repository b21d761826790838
//! Test grading: scores submitted answer indices against the stored answer
//! key. Pure and deterministic; the at-most-once guarantee lives in the
//! submission handler's guarded UPDATE.

use serde::Serialize;

use crate::models::technical_test::Question;
use crate::screening::status::TEST_PASS_THRESHOLD;

/// Outcome of grading one test.
#[derive(Debug, Clone, Copy, PartialEq, Eq, Serialize)]
pub struct TestResult {
    /// 0–100, rounded percentage of correct answers.
    pub score: i32,
    pub passed: bool,
}

/// Grades submitted answers against the question sequence.
///
/// A missing or out-of-range answer at position `i` counts as incorrect,
/// never as an error: partial submissions still produce a valid score.
/// Answers are `i64` so that any numeric JSON input is accepted as-is.
pub fn grade(questions: &[Question], answers: &[i64]) -> TestResult {
    if questions.is_empty() {
        return TestResult {
            score: 0,
            passed: false,
        };
    }

    let correct = questions
        .iter()
        .enumerate()
        .filter(|(i, q)| answers.get(*i).copied() == Some(q.correct_answer as i64))
        .count();

    let score = ((correct as f64 / questions.len() as f64) * 100.0).round() as i32;

    TestResult {
        score,
        passed: score >= TEST_PASS_THRESHOLD,
    }
}

#[cfg(test)]
mod tests {
    use super::*;
    use crate::assessment::generator::fallback_questions;

    /// Answers matching the fixed bank's key, mutated per test case.
    fn correct_answers() -> Vec<i64> {
        fallback_questions()
            .iter()
            .map(|q| q.correct_answer as i64)
            .collect()
    }

    #[test]
    fn test_eight_of_ten_correct_scores_80_and_passes() {
        let questions = fallback_questions();
        let mut answers = correct_answers();
        // Wrong at positions 8 and 9
        answers[8] = (questions[8].correct_answer as i64 + 1) % 4;
        answers[9] = (questions[9].correct_answer as i64 + 1) % 4;

        let result = grade(&questions, &answers);
        assert_eq!(result.score, 80);
        assert!(result.passed);
    }

    #[test]
    fn test_five_of_ten_correct_scores_50_and_fails() {
        let questions = fallback_questions();
        let mut answers = correct_answers();
        for i in 5..10 {
            answers[i] = (questions[i].correct_answer as i64 + 1) % 4;
        }

        let result = grade(&questions, &answers);
        assert_eq!(result.score, 50);
        assert!(!result.passed);
    }

    #[test]
    fn test_perfect_and_zero_scores() {
        let questions = fallback_questions();
        assert_eq!(
            grade(&questions, &correct_answers()),
            TestResult {
                score: 100,
                passed: true
            }
        );
        assert_eq!(grade(&questions, &vec![-1; 10]).score, 0);
    }

    #[test]
    fn test_partial_submission_counts_missing_as_incorrect() {
        let questions = fallback_questions();
        let answers: Vec<i64> = correct_answers().into_iter().take(6).collect();

        let result = grade(&questions, &answers);
        assert_eq!(result.score, 60);
        assert!(result.passed);
    }

    #[test]
    fn test_out_of_range_answers_are_incorrect_not_errors() {
        let questions = fallback_questions();
        let result = grade(&questions, &[99, -5, 1, 0, 1, 0, 1, 1, 1, 0]);
        // Positions 2..10 match the key (8 correct), 0 and 1 do not.
        assert_eq!(result.score, 80);
    }

    #[test]
    fn test_extra_answers_are_ignored() {
        let questions = fallback_questions();
        let mut answers = correct_answers();
        answers.extend([3, 3, 3]);
        assert_eq!(grade(&questions, &answers).score, 100);
    }

    #[test]
    fn test_pass_mark_is_60() {
        let questions = fallback_questions();
        let mut answers = correct_answers();
        for i in 6..10 {
            answers[i] = (questions[i].correct_answer as i64 + 1) % 4;
        }
        let result = grade(&questions, &answers);
        assert_eq!(result.score, 60);
        assert!(result.passed);
    }

    #[test]
    fn test_empty_question_set_scores_zero() {
        assert_eq!(
            grade(&[], &[1, 2, 3]),
            TestResult {
                score: 0,
                passed: false
            }
        );
    }
}
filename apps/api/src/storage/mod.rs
//! CV storage — an opaque key-to-bytes store behind a trait so the pipeline
//! does not care where documents live. Local disk by default; S3/MinIO in
//! deployed environments.

pub mod extract;
pub mod local;
pub mod s3;

use async_trait::async_trait;
use bytes::Bytes;

use crate::errors::AppError;

#[async_trait]
pub trait CvStore: Send + Sync {
    /// Stores the document under `key`, replacing any previous content.
    async fn put(&self, key: &str, bytes: Bytes) -> Result<(), AppError>;

    /// Fetches the document stored under `key`.
    async fn get(&self, key: &str) -> Result<Bytes, AppError>;
}
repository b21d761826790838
use anyhow::Context;
use chrono::{DateTime, Utc};
use serde::{Deserialize, Serialize};
use serde_json::Value;
use sqlx::FromRow;
use uuid::Uuid;

use crate::errors::AppError;

/// A single multiple-choice question. Serialized field names match the stored
/// JSON payload (`correctAnswer`), so persisted tests round-trip unchanged.
#[derive(Debug, Clone, PartialEq, Serialize, Deserialize)]
pub struct Question {
    pub question: String,
    pub options: Vec<String>,
    #[serde(rename = "correctAnswer")]
    pub correct_answer: usize,
}

/// The technical test attached 1:1 to an application. Generated at most once
/// (unique constraint on application_id) and graded at most once
/// (`completed_at` set exactly when grading commits).
#[derive(Debug, Clone, Serialize, Deserialize, FromRow)]
pub struct TechnicalTestRow {
    pub id: Uuid,
    pub application_id: Uuid,
    pub candidate_id: Uuid,
    pub questions: Value,
    pub answers: Option<Value>,
    pub score: Option<i32>,
    pub completed_at: Option<DateTime<Utc>>,
    pub created_at: DateTime<Utc>,
}

impl TechnicalTestRow {
    /// Deserializes the stored question bank. A malformed payload is a
    /// data-integrity failure for this request, not a gradable state.
    pub fn parsed_questions(&self) -> Result<Vec<Question>, AppError> {
        let questions: Vec<Question> = serde_json::from_value(self.questions.clone())
            .context("malformed stored question payload")?;
        Ok(questions)
    }
}

#[cfg(test)]
mod tests {
    use super::*;
    use serde_json::json;

    #[test]
    fn test_question_serializes_with_camel_case_answer_key() {
        let q = Question {
            question: "Qu'est-ce que HTML?".to_string(),
            options: vec!["a".to_string(), "b".to_string()],
            correct_answer: 1,
        };
        let value = serde_json::to_value(&q).unwrap();
        assert_eq!(value["correctAnswer"], 1);
        assert!(value.get("correct_answer").is_none());
    }

    #[test]
    fn test_parsed_questions_rejects_malformed_payload() {
        let row = TechnicalTestRow {
            id: Uuid::new_v4(),
            application_id: Uuid::new_v4(),
            candidate_id: Uuid::new_v4(),
            questions: json!({"not": "an array"}),
            answers: None,
            score: None,
            completed_at: None,
            created_at: Utc::now(),
        };
        assert!(row.parsed_questions().is_err());
    }

    #[test]
    fn test_parsed_questions_roundtrip() {
        let questions = vec![Question {
            question: "Que signifie API?".to_string(),
            options: vec!["a".into(), "b".into(), "c".into(), "d".into()],
            correct_answer: 0,
        }];
        let row = TechnicalTestRow {
            id: Uuid::new_v4(),
            application_id: Uuid::new_v4(),
            candidate_id: Uuid::new_v4(),
            questions: serde_json::to_value(&questions).unwrap(),
            answers: None,
            score: None,
            completed_at: None,
            created_at: Utc::now(),
        };
        assert_eq!(row.parsed_questions().unwrap(), questions);
    }
}
pub mod health;

use axum::{
    routing::{get, post, put},
    Router,
};

use crate::assessment::handlers as assessment;
use crate::candidates::handlers as candidates;
use crate::offers::handlers as offers;
use crate::screening::handlers as screening;
use crate::state::AppState;

pub fn build_router(state: AppState) -> Router {
    Router::new()
        .route("/health", get(health::health_handler))
        // Job offers
        .route(
            "/api/v1/offers",
            post(offers::handle_create_offer).get(offers::handle_list_offers),
        )
        .route("/api/v1/offers/:id", get(offers::handle_get_offer))
        // Candidates
        .route("/api/v1/candidates", post(candidates::handle_create_candidate))
        .route(
            "/api/v1/candidates/:id",
            get(candidates::handle_get_candidate),
        )
        .route("/api/v1/candidates/:id/cv", put(candidates::handle_upload_cv))
        .route(
            "/api/v1/candidates/:id/applications",
            get(screening::handle_list_candidate_applications),
        )
        // Applications (screening pipeline)
        .route(
            "/api/v1/offers/:id/applications",
            post(screening::handle_submit_application)
                .get(screening::handle_list_offer_applications),
        )
        .route(
            "/api/v1/applications/:id",
            get(screening::handle_get_application),
        )
        // Technical tests
        .route(
            "/api/v1/applications/:id/test",
            get(assessment::handle_get_test).post(assessment::handle_submit_answers),
        )
        .with_state(state)
}
//! CV text extraction. Uploads are PDF or plain text; either way the scorer
//! receives a string. Extraction never fails: an unreadable document yields
//! an empty string, which the heuristic scores as a low but valid result.

use tracing::warn;

/// Extracts text content from stored CV bytes.
pub fn cv_text_from_bytes(key: &str, bytes: &[u8]) -> String {
    if is_pdf(key, bytes) {
        // pdf-extract can panic on malformed documents; a bad upload must
        // degrade to an empty string, not take down the request.
        let extracted =
            std::panic::catch_unwind(|| pdf_extract::extract_text_from_mem(bytes)).ok();
        match extracted {
            Some(Ok(text)) => text,
            Some(Err(e)) => {
                warn!("Failed to extract text from PDF CV '{key}': {e}");
                String::new()
            }
            None => {
                warn!("PDF extraction panicked for CV '{key}'");
                String::new()
            }
        }
    } else {
        String::from_utf8_lossy(bytes).into_owned()
    }
}

fn is_pdf(key: &str, bytes: &[u8]) -> bool {
    key.to_lowercase().ends_with(".pdf") || bytes.starts_with(b"%PDF")
}

#[cfg(test)]
mod tests {
    use super::*;

    #[test]
    fn test_plain_text_passes_through() {
        let text = cv_text_from_bytes("cv-jean.txt", "Expérience: 5 ans".as_bytes());
        assert_eq!(text, "Expérience: 5 ans");
    }

    #[test]
    fn test_invalid_utf8_is_lossy_not_fatal() {
        let text = cv_text_from_bytes("cv.txt", &[0x66, 0xff, 0x6f]);
        assert!(text.contains('f'));
        assert!(text.contains('o'));
    }

    #[test]
    fn test_broken_pdf_yields_empty_string() {
        let text = cv_text_from_bytes("cv.pdf", b"%PDF-1.4 truncated garbage");
        assert_eq!(text, "");
    }

    #[test]
    fn test_pdf_detected_by_magic_bytes_without_extension() {
        assert!(is_pdf("cv-upload", b"%PDF-1.7 ..."));
        assert!(is_pdf("cv.PDF", b"whatever"));
        assert!(!is_pdf("cv.txt", b"plain text"));
    }
}
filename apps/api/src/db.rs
use anyhow::Result;
use sqlx::postgres::PgPoolOptions;
use sqlx::PgPool;
use tracing::info;

/// Creates and returns a PostgreSQL connection pool.
pub async fn create_pool(database_url: &str) -> Result<PgPool> {
    info!("Connecting to PostgreSQL...");

    let pool = PgPoolOptions::new()
        .max_connections(10)
        .connect(database_url)
        .await?;

    info!("PostgreSQL connection pool established");
    Ok(pool)
}
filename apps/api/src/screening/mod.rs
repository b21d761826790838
pub mod handlers;
pub mod scoring;
pub mod skills;
pub mod status;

• **GOAL OF THE EXERCISE**: Lines with "sqlx": find them in the data and copy each one.

• **WRITTEN ANSWER**:
use sqlx::FromRow;
use sqlx::postgres::PgPoolOptions;
use sqlx::PgPool;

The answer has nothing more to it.